ChatGPT performed well overall, achieving a mean Likert grade of 4.6/5 for factual accuracy and 4.9/5 for relevance across all 50 questions. Overall, 44/50 (88%) of responses were classified as accurate and 50/50 (100%) of responses were classified as relevant. There was good inter-rater reliability as measured by Gwet’s AC2, with coefficients of 0.85 for factual accuracy and 0.94 for relevance. Three responses had significant disagreement (defined as ≥ 2 on the Likert scale) between the two raters which required the involvement of a third rater.

General and procedure-related information

There were 9 FAQs relating to general and procedure-related queries for TKR (Table 2). Of the responses, 7/9 (77.8%) were classified as accurate (mean grade 4.5), and 9/9 (100%) were classified as relevant (mean grade 4.9). Responses to two procedure-related questions: “Do I need to fast before a total knee replacement?” and “Will I be awake during a total knee replacement?” were assessed to be inaccurate, with an average Likert grade of 3.5 and 3, respectively.

Table 2 General and procedure-related FAQs

Full size table

Indications for surgery and outcomes

There were 7 FAQs regarding the indications for TKR and the outcomes from surgery (Table 3). These questions relate to the indications for TKR and addresses its benefits and postoperative outcomes. Of the responses, 7/7 (100%) were classified as accurate (mean grade 4.9), and 7/7 (100%) were classified as relevant (mean grade 4.9).

Table 3 FAQs about TKR indications and outcomes

Full size table

Risks and complications

There were 4 FAQs regarding the risks and complications from TKR (Table 4). Of the responses provided by ChatGPT, 4/4 (100%) were deemed to be accurate (mean grade 4.9), and 4/4 (100%) were deemed to be relevant (mean grade 4.6).

Table 4 FAQs about risks of TKR

Full size table

Pain and post-operative recovery

There were 13 FAQs regarding pain during and after surgery and the post-operative recovery process (Table 5). These questions address perioperative pain and mitigation strategies, as well as the typical expected recovery process of a patient undergoing TKR. Of the responses, 12/13 (92.3%) were deemed to be accurate (mean grade 4.7), and 13/13 (100%) were deemed to be relevant (mean grade 5.0). The response to one question pertaining to postoperative recovery – “How much weight can I put on my operated leg after total knee replacement?” – was deemed to be inaccurate, with a mean Likert grade of 2.5.

Table 5 FAQs about pain and post-operative recovery after TKR

Full size table

Specific activities

There were 10 FAQs regarding the ability to perform specific activities such as walking, running and driving after TKR (Table 6). Of the responses, 10/10 (100%) were deemed to be accurate (mean grade 4.8), and 10/10 (100%) were deemed to be relevant (mean grade 5.0).

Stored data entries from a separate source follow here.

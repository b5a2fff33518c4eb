//! Physical storage engine
//!
//! Column-typed tables with ordered secondary indexes, made durable by
//! an append-only, checksummed redo log of committed batches. Recovery
//! is full log replay at open; compaction rewrites the log as one
//! snapshot frame via atomic rename.
//!
//! The engine knows nothing about batches or schema versions; those
//! live in the store layer on top of it.

mod checksum;
mod errors;
mod keys;
mod log;
mod record;
mod schema;
mod table;
mod value;

pub use checksum::{compute_checksum, verify_checksum};
pub use errors::{EngineError, EngineResult};
pub use keys::{encode_component, encode_key, prefix_successor};
pub use log::{replay, snapshot_record, write_snapshot, LogWriter, ReplayOutcome};
pub use record::LogRecord;
pub use schema::{
    ColumnDef, DefaultValue, IndexColumn, IndexDef, TableDef, TableId, DETAILS, FILES, LOCKS,
    MAPPED_RESULTS, REDUCE_RESULTS, SCHEMA_VERSION,
};
pub use table::{Table, TableOp, Tables};
pub use value::{ColumnKind, Row, Value};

Table 6 FAQs about specific activities after TKR

Full size table

Alternatives/others

There were 7 FAQs regarding alternatives to TKR and variants of TKR such as bilateral TKR, robotic TKR and partial knee replacement (Table 7). Of the responses, 4/7 (57.1%) were deemed to be accurate (mean grade 4.1), and 7/7 (100%) were deemed to be relevant (mean grade 4.6). Responses deemed to be inaccurate include questions such as “Are there any alternatives to a total knee replacement?”, “What is robotic total knee replacement?” and “What is the benefit of robotic knee replacement?”, with all three questions having a mean Likert grade of 3.5.

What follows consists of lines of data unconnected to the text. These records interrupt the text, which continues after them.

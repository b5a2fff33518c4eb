//! Map/reduce value types and key derivation helpers
//!
//! The composite hash and the reduce group id are computed by the
//! caller of the storage contract; the helpers here are the reference
//! implementations and are stable across process restarts (the same
//! view and reduce key always hash identically).

use std::fmt;
use std::hash::{Hash, Hasher};

use chrono::{DateTime, Utc};
use sha2::{Digest, Sha256};

/// Number of buckets reduce keys are partitioned into.
pub const REDUCE_GROUP_BUCKETS: u32 = 1024;

/// Case-insensitive string equality, consistent with the store's text
/// collation.
pub(crate) fn eq_ignore_case(a: &str, b: &str) -> bool {
    a.to_lowercase() == b.to_lowercase()
}

/// A reduce key paired with its group id.
///
/// Equality and hashing are case-insensitive on the key and exact on
/// the group id; the type is used as a map/set key by the reduce
/// scheduler, so this contract must stay stable.
#[derive(Debug, Clone)]
pub struct ReduceKeyAndGroupId {
    pub reduce_key: String,
    pub reduce_group_id: i32,
}

impl ReduceKeyAndGroupId {
    pub fn new(reduce_key: impl Into<String>, reduce_group_id: i32) -> ReduceKeyAndGroupId {
        ReduceKeyAndGroupId {
            reduce_key: reduce_key.into(),
            reduce_group_id,
        }
    }
}

impl PartialEq for ReduceKeyAndGroupId {
    fn eq(&self, other: &ReduceKeyAndGroupId) -> bool {
        self.reduce_group_id == other.reduce_group_id
            && eq_ignore_case(&self.reduce_key, &other.reduce_key)
    }
}

impl Eq for ReduceKeyAndGroupId {}

impl Hash for ReduceKeyAndGroupId {
    fn hash<H: Hasher>(&self, state: &mut H) {
        self.reduce_key.to_lowercase().hash(state);
        self.reduce_group_id.hash(state);
    }
}

impl fmt::Display for ReduceKeyAndGroupId {
    fn fmt(&self, f: &mut fmt::Formatter<'_>) -> fmt::Result {
        write!(
            f,
            "[reduce_key: {}, reduce_group_id: {}]",
            self.reduce_key, self.reduce_group_id
        )
    }
}

/// One lookup request against the mapped or reduce result tables.
#[derive(Debug, Clone)]
pub struct GetMapReduceResults {
    pub view: String,
    pub reduce_key: ReduceKeyAndGroupId,
    pub view_and_reduce_key_hashed: [u8; 16],
}

impl GetMapReduceResults {
    pub fn new(
        view: impl Into<String>,
        reduce_key: ReduceKeyAndGroupId,
        view_and_reduce_key_hashed: [u8; 16],
    ) -> GetMapReduceResults {
        GetMapReduceResults {
            view: view.into(),
            reduce_key,
            view_and_reduce_key_hashed,
        }
    }
}

/// One row yielded by the reduce-key cursor.
#[derive(Debug, Clone)]
pub struct MappedResultInfo {
    pub reduce_key: String,
    pub reduce_group_id: i32,
    pub etag: u64,
    pub timestamp: DateTime<Utc>,
    /// Present only when the cursor was asked to load payloads.
    pub data: Option<serde_json::Value>,
}

/// The composite seek key for (view, reduce key): a fixed-width hash,
/// collision-prone by construction, so read paths must re-verify the
/// true fields after seeking with it.
pub fn view_and_reduce_key_hash(view: &str, reduce_key: &str) -> [u8; 16] {
    let mut hasher = Sha256::new();
    hasher.update(view.to_lowercase().as_bytes());
    hasher.update([0u8]);
    hasher.update(reduce_key.to_lowercase().as_bytes());
    let digest = hasher.finalize();
    let mut hash = [0u8; 16];
    hash.copy_from_slice(&digest[..16]);
    hash
}

/// Deterministic bucket for a reduce key, used to bound composite
/// index entries and partition reduce work.
pub fn compute_reduce_group_id(reduce_key: &str) -> i32 {
    let checksum = crate::engine::compute_checksum(reduce_key.to_lowercase().as_bytes());
    (checksum % REDUCE_GROUP_BUCKETS) as i32
}

#[cfg(test)]
mod tests {
    use super::*;
    use std::collections::HashSet;

    #[test]
    fn reduce_key_equality_is_case_insensitive() {
        let a = ReduceKeyAndGroupId::new("Category/Books", 7);
        let b = ReduceKeyAndGroupId::new("category/books", 7);
        let c = ReduceKeyAndGroupId::new("category/books", 8);
        assert_eq!(a, b);
        assert_ne!(a, c);

        let mut set = HashSet::new();
        set.insert(a);
        assert!(set.contains(&b));
        assert!(!set.contains(&c));
    }

    #[test]
    fn composite_hash_is_stable_and_key_sensitive() {
        let h1 = view_and_reduce_key_hash("idx1", "A");
        let h2 = view_and_reduce_key_hash("idx1", "A");
        let h3 = view_and_reduce_key_hash("idx1", "B");
        assert_eq!(h1, h2);
        assert_ne!(h1, h3);
        // case variants of the same logical key hash identically
        assert_eq!(h1, view_and_reduce_key_hash("IDX1", "a"));
    }

    #[test]
    fn group_ids_are_deterministic_and_bucketed() {
        let g = compute_reduce_group_id("some reduce key");
        assert_eq!(g, compute_reduce_group_id("SOME REDUCE KEY"));
        assert!(g >= 0);
        assert!((g as u32) < REDUCE_GROUP_BUCKETS);
    }
}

Table 7 FAQs regarding alternatives and variations of TKR

Full size table

Discussion

Our results have shown that ChatGPT performed well overall in providing accurate and relevant responses to FAQs regarding TKR. Of the responses, 44/50 (88.0%) received a rating of “accurate” and “very accurate” from all assessors, indicating that ChatGPT was able to provide scientifically accurate responses for most FAQs. ChatGPT also performed well in providing relevant and helpful answers, with 50/50 (100%) of responses received a rating of “relevant” and “very relevant” from all assessors. Our findings are supported by existing studies which have demonstrated ChatGPT’s effectiveness in other specialties – Samaan et al. found that ChatGPT provided comprehensive responses to 86.8% of questions regarding bariatric surgery, while Deiana et al. found that ChatGPT was able to provide accurate responses to questions regarding vaccination myths and misconceptions 85.4% of the time [20, 21]. To our knowledge, our study is the first to critically evaluate ChatGPT responses for FAQs regarding TKR.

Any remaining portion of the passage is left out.